I personally believe that all living organisms feel pain and have emotions. Albeit some of these reactions might be rudimentary....


----------



## macclellan (Dec 22, 2006)

Ed - I agree that it is natural for us to associate the withdrawal reflex from the feeling of pain. After all, they are very closely associated in us (they happen almost at the same time). But we aren't snails. Reactions and pain/emotions aren't the same thing. In our own case, the withdrawal reflex occurs _before_ the perception of pain. Experiments confirm that temporarily unconscious organisms still exhibit withdrawal behavior (i.e., they still pull back, even though they can't feel). 

They/we don't _learn_ to react, we just react. Much behavior is stereotyped (genetically programmed). Stick an infant's hand on the stove (no, I'm not suggesting actually doing this!) - they will retract it even the first time. So, this is not the result of learning. 

You're entitled to your beliefs, but it's an odd view to think all organisms feel pain and have emotions. Best we can tell, these phenomena only occur in brains (and maybe collections of ganglia), and most organisms don't have either. In fact, the term "nociception" was coined specifically to distinguish the physiological neurological processes for registering noxious stimuli form the psychological experience thereof (and there is lots of evidence that this neurological process can occur without the psychological state). I wouldn't exactly rely on wikipedia for authoritative statements about anything. Nonetheless, what you quoted is true in organisms that can feel pain, which is the minority of organisms. 

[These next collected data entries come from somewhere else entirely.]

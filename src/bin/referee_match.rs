// src/bin/referee_match.rs
//
// Матч трёх эталонных ботов.
//   referee_match [config.json] [seed]
// Без конфига – стек 100, 10 раундов, блайнды 5/10.
// Итог печатается в stdout как JSON.

use std::env;
use std::process::ExitCode;

use log::error;

use poker_referee::domain::chips::Chips;
use poker_referee::domain::config::MatchConfig;
use poker_referee::eval::BestHandEvaluator;
use poker_referee::game::{Dealer, GameResult};
use poker_referee::infra::DeterministicRng;
use poker_referee::interface::DispatchError;
use poker_referee::players::{CallPlayer, FoldPlayer, RandomPlayer};

fn main() -> ExitCode {
    env_logger::init();

    let args: Vec<String> = env::args().skip(1).collect();
    let config = match args.first() {
        Some(path) => match MatchConfig::from_path(path) {
            Ok(config) => config,
            Err(e) => {
                error!("config {path}: {e}");
                return ExitCode::FAILURE;
            }
        },
        None => MatchConfig::new(Chips(100), 10, Chips(5)),
    };
    let seed = match args.get(1).map(|s| s.parse::<u64>()) {
        Some(Ok(seed)) => seed,
        Some(Err(e)) => {
            error!("seed: {e}");
            return ExitCode::FAILURE;
        }
        None => 42,
    };

    match run(config, seed) {
        Ok(result) => match serde_json::to_string_pretty(&result) {
            Ok(json) => {
                println!("{json}");
                ExitCode::SUCCESS
            }
            Err(e) => {
                error!("serialize result: {e}");
                ExitCode::FAILURE
            }
        },
        Err(e) => {
            error!("match aborted: {e}");
            ExitCode::FAILURE
        }
    }
}

fn run(config: MatchConfig, seed: u64) -> Result<GameResult, DispatchError> {
    let mut dealer = Dealer::new(config, BestHandEvaluator, DeterministicRng::from_seed(seed));
    dealer.register_player("p1", "folder", Box::new(FoldPlayer))?;
    dealer.register_player("p2", "caller", Box::new(CallPlayer))?;
    dealer.register_player("p3", "random", Box::new(RandomPlayer::seeded(seed)))?;
    dealer.start_game()
}
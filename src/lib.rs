//! Покерный рефери: движок раунда Texas Hold'em и протокол сообщений
//! между движком и подключаемыми стратегиями игроков.
//!
//! Слои:
//! - `domain` – карты, фишки, игроки, стол, правила матча;
//! - `engine` – автомат раунда (`start_round` / `apply_action`), сайд-поты, шоудаун;
//! - `eval` – ранжирование рук;
//! - `interface` – сообщения, их сборка, контракт игрока и диспетчер;
//! - `game` – ведущий матча (`Dealer`);
//! - `players` – эталонные боты;
//! - `infra` – RNG.

pub mod domain;
pub mod engine;
pub mod eval;
pub mod game;
pub mod infra;
pub mod interface;
pub mod players;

The best evidence suggests that all vertebrates are sentient but that most invertebrates are not sentient, and this leads to the consensus view in the scientific community. Insects continue to feed while being fed upon, use damaged limbs, etc. none of which they'd do if it hurt. Furthermore, their behaviors are stereotyped (genetically programmed) so the learning function of adapting to painful stimuli seems absent as well. Evidence for crustaceans is mixed. There was a neat study done last year suggesting that hermit crabs are sentient ("Pain experience in hermit crabs?" _Animal Behavior_). But most mollusks (again, with the exception of cephalopods) have less neural hardware and are less motile, decreasing the evolutionary functionality of pain perception. For now, I'll give my shrimp the benefit of the doubt, but not snails in the absence of any evidence.


----------



## Olskule (Jan 28, 2010)

Diana said:


> ...Puffers will eventually nip or kill your other fish. Do not add a puffer to the tank. Get a separate tank, and harvest the snails from the one tank to feed to the puffer...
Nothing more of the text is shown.